Week 3 - 4: Reliability Flashcards
The reliability coefficient varies between
0 and 1
Reliability refers to
the consistency of a measuring tool
Is reliability all-or-nothing or on a continuum?
Continuum. That is, a measuring tool or test will be more or less reliable
Two components that CTT assumes are present in an observed score
true score + measurement error
True score
the actual amount of the psychological characteristic being measured by a test that a respondent possesses.
Measurement error
the component of the observed score that does not have to do with the psychological characteristic being measured
According to CTT, reliability is the extent to which differences in respondents’ ______ scores are attributable to differences in their_________ scores, as opposed to __________ ___________
observed, true, measurement error
3 sources of measurement error
- Test construction 2. Test administration 3. Test scoring and interpretation
Examples of sources of measurement error in Test construction
• item sampling (variation among items in a test) • content sampling (variation among items between tests)

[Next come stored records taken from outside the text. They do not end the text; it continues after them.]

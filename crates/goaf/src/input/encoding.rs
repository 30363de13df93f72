//! Encoding resolution for source tables.
//!
//! Survey tables arrive from spreadsheet exports on different systems, so the
//! same table may be UTF-8, UTF-8 with a byte-order mark, or a legacy Chinese
//! code page. Resolution walks a fixed ladder of (encoding, strategy) attempts
//! and stops at the first one that yields a table.

use std::borrow::Cow;
use std::fmt;

use serde::{Deserialize, Serialize};
use tracing::{debug, trace};

use crate::error::{GoafError, Result};

use super::parser::{Parser, ParserConfig};
use super::source::ParsedTable;

const UTF8_BOM: &[u8] = &[0xEF, 0xBB, 0xBF];

/// A candidate text encoding for source bytes.
#[derive(Debug, Clone, Copy, PartialEq, Eq, Hash, Serialize, Deserialize)]
#[serde(rename_all = "kebab-case")]
pub enum SourceEncoding {
    /// UTF-8 without a byte-order mark.
    Utf8,
    /// UTF-8 prefixed with a byte-order mark.
    Utf8Bom,
    /// GBK (also covers GB2312 content). One- and two-byte sequences only.
    Gbk,
    /// GB18030, including its four-byte sequences.
    Gb18030,
}

impl SourceEncoding {
    /// Get the conventional label for the encoding.
    pub fn label(&self) -> &'static str {
        match self {
            SourceEncoding::Utf8 => "utf-8",
            SourceEncoding::Utf8Bom => "utf-8-sig",
            SourceEncoding::Gbk => "gbk",
            SourceEncoding::Gb18030 => "gb18030",
        }
    }

    /// Decode bytes, failing on any malformed sequence.
    pub fn decode<'a>(&self, bytes: &'a [u8]) -> std::result::Result<Cow<'a, str>, String> {
        let (encoding, body) = match self {
            SourceEncoding::Utf8 => {
                if bytes.starts_with(UTF8_BOM) {
                    return Err("byte-order mark present".to_string());
                }
                (encoding_rs::UTF_8, bytes)
            }
            SourceEncoding::Utf8Bom => match bytes.strip_prefix(UTF8_BOM) {
                Some(body) => (encoding_rs::UTF_8, body),
                None => return Err("no byte-order mark".to_string()),
            },
            SourceEncoding::Gbk => {
                // encoding_rs decodes GBK with the full GB18030 table.
                if let Some(offset) = four_byte_offset(bytes) {
                    return Err(format!("four-byte GB18030 sequence at byte {}", offset));
                }
                (encoding_rs::GBK, bytes)
            }
            SourceEncoding::Gb18030 => (encoding_rs::GB18030, bytes),
        };

        encoding
            .decode_without_bom_handling_and_without_replacement(body)
            .ok_or_else(|| format!("malformed {} byte sequence", self.label()))
    }
}

/// Offset of the first GB18030 four-byte sequence, if any.
///
/// A four-byte sequence is a lead byte in 0x81..=0xFE followed by a digit
/// byte in 0x30..=0x39. GBK has no such sequences.
fn four_byte_offset(bytes: &[u8]) -> Option<usize> {
    let mut i = 0;
    while i < bytes.len() {
        match bytes[i] {
            0x81..=0xFE => match bytes.get(i + 1) {
                Some(0x30..=0x39) => return Some(i),
                _ => i += 2,
            },
            _ => i += 1,
        }
    }
    None
}

impl fmt::Display for SourceEncoding {
    fn fmt(&self, f: &mut fmt::Formatter<'_>) -> fmt::Result {
        f.write_str(self.label())
    }
}

/// How decoded text is split into rows.
#[derive(Debug, Clone, Copy, PartialEq, Eq, Hash, Serialize, Deserialize)]
#[serde(rename_all = "snake_case")]
pub enum ParseStrategy {
    /// Delimiter and quote aware; any over-wide row fails the table.
    Strict,
    /// Delimiter only; over-wide rows are skipped.
    Lenient,
}

impl ParseStrategy {
    /// Get the label used in logs and reports.
    pub fn label(&self) -> &'static str {
        match self {
            ParseStrategy::Strict => "strict",
            ParseStrategy::Lenient => "lenient",
        }
    }
}

impl fmt::Display for ParseStrategy {
    fn fmt(&self, f: &mut fmt::Formatter<'_>) -> fmt::Result {
        f.write_str(self.label())
    }
}

/// Resolution order. Each encoding gets a strict then a lenient attempt
/// before the next encoding is tried.
pub const RESOLUTION_ORDER: [(SourceEncoding, ParseStrategy); 8] = [
    (SourceEncoding::Utf8, ParseStrategy::Strict),
    (SourceEncoding::Utf8, ParseStrategy::Lenient),
    (SourceEncoding::Utf8Bom, ParseStrategy::Strict),
    (SourceEncoding::Utf8Bom, ParseStrategy::Lenient),
    (SourceEncoding::Gbk, ParseStrategy::Strict),
    (SourceEncoding::Gbk, ParseStrategy::Lenient),
    (SourceEncoding::Gb18030, ParseStrategy::Strict),
    (SourceEncoding::Gb18030, ParseStrategy::Lenient),
];

/// One failed resolution attempt.
#[derive(Debug, Clone, PartialEq, Eq, Serialize, Deserialize)]
pub struct Attempt {
    pub encoding: SourceEncoding,
    pub strategy: ParseStrategy,
    pub reason: String,
}

impl fmt::Display for Attempt {
    fn fmt(&self, f: &mut fmt::Formatter<'_>) -> fmt::Result {
        write!(f, "{}/{}: {}", self.encoding, self.strategy, self.reason)
    }
}

/// Finds the first encoding and strategy that parse the bytes as a table.
#[derive(Debug, Clone, Default)]
pub struct EncodingResolver {
    parser: Parser,
}

impl EncodingResolver {
    /// Create a resolver with the default comma-delimited parser.
    pub fn new() -> Self {
        Self::default()
    }

    /// Create a resolver with a custom parser configuration.
    pub fn with_config(config: ParserConfig) -> Self {
        Self {
            parser: Parser::with_config(config),
        }
    }

    /// Resolve raw bytes into a parsed table.
    ///
    /// Returns [`GoafError::EncodingExhausted`] with every failed attempt when
    /// nothing in [`RESOLUTION_ORDER`] succeeds.
    pub fn resolve(&self, bytes: &[u8]) -> Result<ParsedTable> {
        let mut attempts = Vec::new();
        // Decoding is shared by both strategies of one encoding.
        let mut decoded: Option<(SourceEncoding, std::result::Result<Cow<'_, str>, String>)> = None;

        for (encoding, strategy) in RESOLUTION_ORDER {
            if decoded.as_ref().map(|(e, _)| *e) != Some(encoding) {
                decoded = Some((encoding, encoding.decode(bytes)));
            }

            let outcome = match decoded.as_ref().map(|(_, text)| text) {
                Some(Ok(text)) => self.parser.parse(text, strategy),
                Some(Err(reason)) => Err(reason.clone()),
                None => Err("not decoded".to_string()),
            };

            match outcome {
                Ok(split) => {
                    debug!(
                        encoding = encoding.label(),
                        strategy = strategy.label(),
                        rows = split.rows.len(),
                        skipped = split.skipped_rows,
                        "resolved source table"
                    );
                    return Ok(ParsedTable {
                        headers: split.headers,
                        rows: split.rows,
                        encoding,
                        strategy,
                        skipped_rows: split.skipped_rows,
                    });
                }
                Err(reason) => {
                    trace!(
                        encoding = encoding.label(),
                        strategy = strategy.label(),
                        %reason,
                        "resolution attempt failed"
                    );
                    attempts.push(Attempt {
                        encoding,
                        strategy,
                        reason,
                    });
                }
            }
        }

        Err(GoafError::EncodingExhausted { attempts })
    }
}

#[cfg(test)]
mod tests {
    use super::*;

    fn gbk_bytes(text: &str) -> Vec<u8> {
        let (bytes, _, had_errors) = encoding_rs::GBK.encode(text);
        assert!(!had_errors);
        bytes.into_owned()
    }

    #[test]
    fn test_resolve_plain_utf8() {
        let table = EncodingResolver::new()
            .resolve("mine_id,名称\nHX001,河西\n".as_bytes())
            .unwrap();

        assert_eq!(table.encoding, SourceEncoding::Utf8);
        assert_eq!(table.strategy, ParseStrategy::Strict);
        assert_eq!(table.headers, vec!["mine_id", "名称"]);
    }

    #[test]
    fn test_resolve_utf8_bom() {
        let mut bytes = UTF8_BOM.to_vec();
        bytes.extend_from_slice("mine_id,area\nHX001,2\n".as_bytes());

        let table = EncodingResolver::new().resolve(&bytes).unwrap();
        assert_eq!(table.encoding, SourceEncoding::Utf8Bom);
        assert_eq!(table.headers[0], "mine_id");
    }

    #[test]
    fn test_resolve_gbk() {
        let bytes = gbk_bytes("矿井编号,采空区名称\nHX001,一号采空区\n");

        let table = EncodingResolver::new().resolve(&bytes).unwrap();
        assert_eq!(table.encoding, SourceEncoding::Gbk);
        assert_eq!(table.headers, vec!["矿井编号", "采空区名称"]);
        assert_eq!(table.rows[0][1], "一号采空区");
    }

    #[test]
    fn test_resolve_gb18030_four_byte() {
        let (bytes, _, had_errors) = encoding_rs::GB18030.encode("mine_id,name\nHX001,😀é\n");
        assert!(!had_errors);

        let table = EncodingResolver::new().resolve(&bytes).unwrap();
        assert_eq!(table.encoding, SourceEncoding::Gb18030);
        assert_eq!(table.strategy, ParseStrategy::Strict);
        assert_eq!(table.rows[0][1], "😀é");
    }

    #[test]
    fn test_gbk_rejects_four_byte_sequence() {
        let (bytes, _, _) = encoding_rs::GB18030.encode("名称😀");
        let err = SourceEncoding::Gbk.decode(&bytes).unwrap_err();
        assert!(err.contains("four-byte"));
        assert!(SourceEncoding::Gbk.decode(&gbk_bytes("名称")).is_ok());
    }

    #[test]
    fn test_unterminated_quote_falls_back_to_lenient() {
        let table = EncodingResolver::new()
            .resolve(b"mine_id,area\n\"HX001,1\nHX002,2\nHX003,3\n")
            .unwrap();

        assert_eq!(table.encoding, SourceEncoding::Utf8);
        assert_eq!(table.strategy, ParseStrategy::Lenient);
        assert_eq!(table.rows.len(), 3);
        assert_eq!(table.rows[2], vec!["HX003", "3"]);
    }

    #[test]
    fn test_lenient_used_before_next_encoding() {
        let table = EncodingResolver::new()
            .resolve(b"a,b\n1,2\n1,2,3\n")
            .unwrap();

        assert_eq!(table.encoding, SourceEncoding::Utf8);
        assert_eq!(table.strategy, ParseStrategy::Lenient);
        assert_eq!(table.skipped_rows, 1);
    }

    #[test]
    fn test_exhausted_lists_every_attempt() {
        let err = EncodingResolver::new().resolve(b"").unwrap_err();
        match err {
            GoafError::EncodingExhausted { attempts } => {
                assert_eq!(attempts.len(), RESOLUTION_ORDER.len());
                assert_eq!(attempts[0].encoding, SourceEncoding::Utf8);
                assert_eq!(attempts[7].strategy, ParseStrategy::Lenient);
            }
            other => panic!("unexpected error: {other}"),
        }
    }

    #[test]
    fn test_resolution_is_deterministic() {
        let bytes = gbk_bytes("编号,值\n1,甲\n2,乙\n");
        let resolver = EncodingResolver::new();
        assert_eq!(resolver.resolve(&bytes).unwrap(), resolver.resolve(&bytes).unwrap());
    }
}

Example of sources of measurement error in test administration
• test environment (temperature, lighting, noise) • events of the day (positive vs. negative events) • test-taker variables (physical discomfort, lack of sleep) • examiner-related variables (physical appearance & demeanour)
Example of sources of measurement error in Test scoring and interpretation
• subjectivity in scoring (grey area responses) • recording errors (technical glitches)

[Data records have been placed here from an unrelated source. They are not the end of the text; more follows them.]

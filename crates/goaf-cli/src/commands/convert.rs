//! Convert command - turn one subject's tables into a document.

use std::path::PathBuf;

use colored::Colorize;
use goaf::TableOutcome;

use super::Context;

pub fn run(
    ctx: &Context,
    subject: String,
    output_dir: Option<PathBuf>,
    survey_date: Option<String>,
    json_output: bool,
) -> Result<(), Box<dyn std::error::Error>> {
    if !ctx.data_dir.is_dir() {
        return Err(format!("Data directory not found: {}", ctx.data_dir.display()).into());
    }

    let converter = ctx.converter(survey_date)?;
    let assembly = converter.convert_dir(&ctx.data_dir, &subject);
    let output_dir = output_dir.unwrap_or_else(|| ctx.data_dir.clone());
    let path = converter.write_document(&assembly, &output_dir)?;
    let report = assembly.report();

    if json_output {
        println!("{}", serde_json::to_string_pretty(&report)?);
    } else {
        println!(
            "{} {}",
            "Converting".cyan().bold(),
            subject.white().bold()
        );
        println!();

        for (table, outcome) in &assembly.outcomes {
            match outcome {
                TableOutcome::Loaded {
                    rows, provenance, ..
                } => println!(
                    "  {} {}: {} records ({})",
                    "✓".green(),
                    table,
                    rows.to_string().white().bold(),
                    provenance.encoding.label()
                ),
                TableOutcome::Absent { .. } => {
                    println!("  {} {}: not found", "-".yellow(), table)
                }
                TableOutcome::Unreadable { reason, .. } => {
                    println!("  {} {}: {}", "✗".red(), table, reason.red())
                }
            }
        }
        println!();

        for warning in &report.warnings {
            println!("  {} {}", "warning:".yellow(), warning);
        }

        let info = &assembly.dataset.subject_info;
        println!(
            "Subject id: {}   Tables: {}/{}   Records: {}",
            info.subject_id.white().bold(),
            assembly.dataset.populated_tables(),
            converter.registry().len(),
            assembly.dataset.total_records().to_string().white().bold()
        );
        println!("{} {}", "Wrote".green().bold(), path.display());
    }

    if assembly.has_errors() {
        return Err(format!(
            "{} table(s) could not be read",
            report.errors.len()
        )
        .into());
    }

    Ok(())
}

Reliability depends on two things:
- The extent to which differences in test scores can be attributed to real individual differences 2. The extent to which differences in test scores are due to error expressed as: Xo = Xt + Xe
2 key assumptions of CTT
- Observed scores on a psychological measure are determined by a respondent’s true scores plus measurement error 2. Measurement error is random—it is just as likely to inflate a score as to deflate it -error tends to cancel itself out across respondents -error scores are uncorrelated with true scores
A reliability coefficient acceptable for research purposes
.7 or .8
A reliability coefficient needed for applied purposes
.9
Tau Equivalence
participants true scores for one test must be exactly equal to their true scores on the other test
Parallel tests must satisfy the assumptions of CTT as well as further assumptions which are
- participants true scores for one test must be exactly equal to their true scores on the other test—known as “tau equivalence” 2. the tests must have the same level of error variance
standard deviation of error scores tell us in “test score units” the…

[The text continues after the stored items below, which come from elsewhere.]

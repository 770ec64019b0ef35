use crate::io;
use anyhow::Result;
use std::path::PathBuf;

const DEFAULT_CONFIG: &str = r#"# Riskmap configuration

# Ceiling used to normalize raw scores. Use the string "catalog-sum" to
# derive it from the criteria priorities instead of a fixed value.
max_score = 24.0

# Identity references recorded on the assessment-level score.
[assessment]
area_id = "high-availability"
service_type_id = "compute"
resource_type_id = "virtual-machine"

# Evaluation criteria and their priority weights. Each criterion is
# referenced by name from the flag mapping rules; criteria nothing
# references are ignored.
[[criteria]]
name = "Single Instance"
priority = 4

[[criteria]]
name = "Availability Set"
priority = 4

[[criteria]]
name = "Virtual Machine Scale Set"
priority = 4

[[criteria]]
name = "Availability Zones"
priority = 4

[[criteria]]
name = "Standard Managed Disk (HDD)"
priority = 2

[[criteria]]
name = "Standard Managed Disk (SSD)"
priority = 2

[[criteria]]
name = "Premium Managed Disk (SSD)"
priority = 1

[[criteria]]
name = "Ultra Disk (SSD)"
priority = 1

[[criteria]]
name = "Standard Storage Account"
priority = 2

[[criteria]]
name = "Premium Storage Account"
priority = 1

[[criteria]]
name = "Azure Backup"
priority = 2

[[criteria]]
name = "Dedicated Host Group"
priority = 1

# The flag -> criterion mapping table can be overridden with [[rules]]
# entries, e.g.:
#
# [[rules]]
# flag = "single-instance"
# criterion = "Single Instance"
# trigger = "unset"
"#;

pub fn init_config(force: bool) -> Result<()> {
    let config_path = PathBuf::from(".riskmap.toml");

    if io::file_exists(&config_path) && !force {
        anyhow::bail!("Configuration file already exists. Use --force to overwrite.");
    }

    io::write_file(&config_path, DEFAULT_CONFIG)?;
    println!("Created .riskmap.toml configuration file");

    Ok(())
}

the average size of error scores we can expect to find when a test is administered to a group of people
The standard deviation of error is also known as
the standard error of measurement
the correlation between parallel test scores is equal to
the reliability
Thus, parallel forms of a test exist when, for each form, the observed scored means and variances are
the same
Different content problem
Two forms of a test may meet the requirements of CTT, but not measure the same psychological attribute because they posses different content
carryover effects examples
For example, a respondent’s memory for test content, attitudes, or mood state might similarly affect performance on both forms of a test
According to CTT error scores on one form of a test should be ______________ with error scores on a second form of a test
uncorrelated
4 assumptions of CTT and parallel tests
the observed scores on each form are the sum of the true scores and error scores • the true scores are the same for the two forms • the error scores for each form sum to 0 and have the same variance • true scores are uncorrelated with error scores
How is test-retest reliability estimated
by correlating respondents test-retest scores
The test-retest method depends on the same assumptions as the alternate forms method, these are (2):
1 people’s true scores should not change between the two testing occasions 2 the error variances of the two tests should be identical • The observed test-retest scores should therefore have the same means and variances
3 threats to the “true score stability” assumption
1 construct instability 2 length of test-retest interval 3 developmental changes
test-retest correlation is sometimes known as
the coefficient of stability
If the true scores change during the test-retest interval, then the reliability coefficient will reflect two factors:
1 the degree of measurement error 2 the amount of change in true scores
two factors that determine the internal consistency reliability of test scores:
1 The consistency among parts of a test: • if the test items are strongly correlated with each other, the test is likely to be reliable 2 The test’s length: • all things being equal, a longer test will be more reliable than a shorter test
r four methods of estimating internal consistency
1 Split-Half Reliability 2 Coefficient α 3 Standardised Coefficient α 4 KR-20
three steps to computing the split-half reliability
1 Divide the test into equal halves 2 Calculate the correlation between scores on the two halves of the test 3 Adjust the half-test reliability using the Spearman-Brown formula
Variance Covariance Matrix - The diagonal elements
The diagonal elements in the matrix are the “item variances”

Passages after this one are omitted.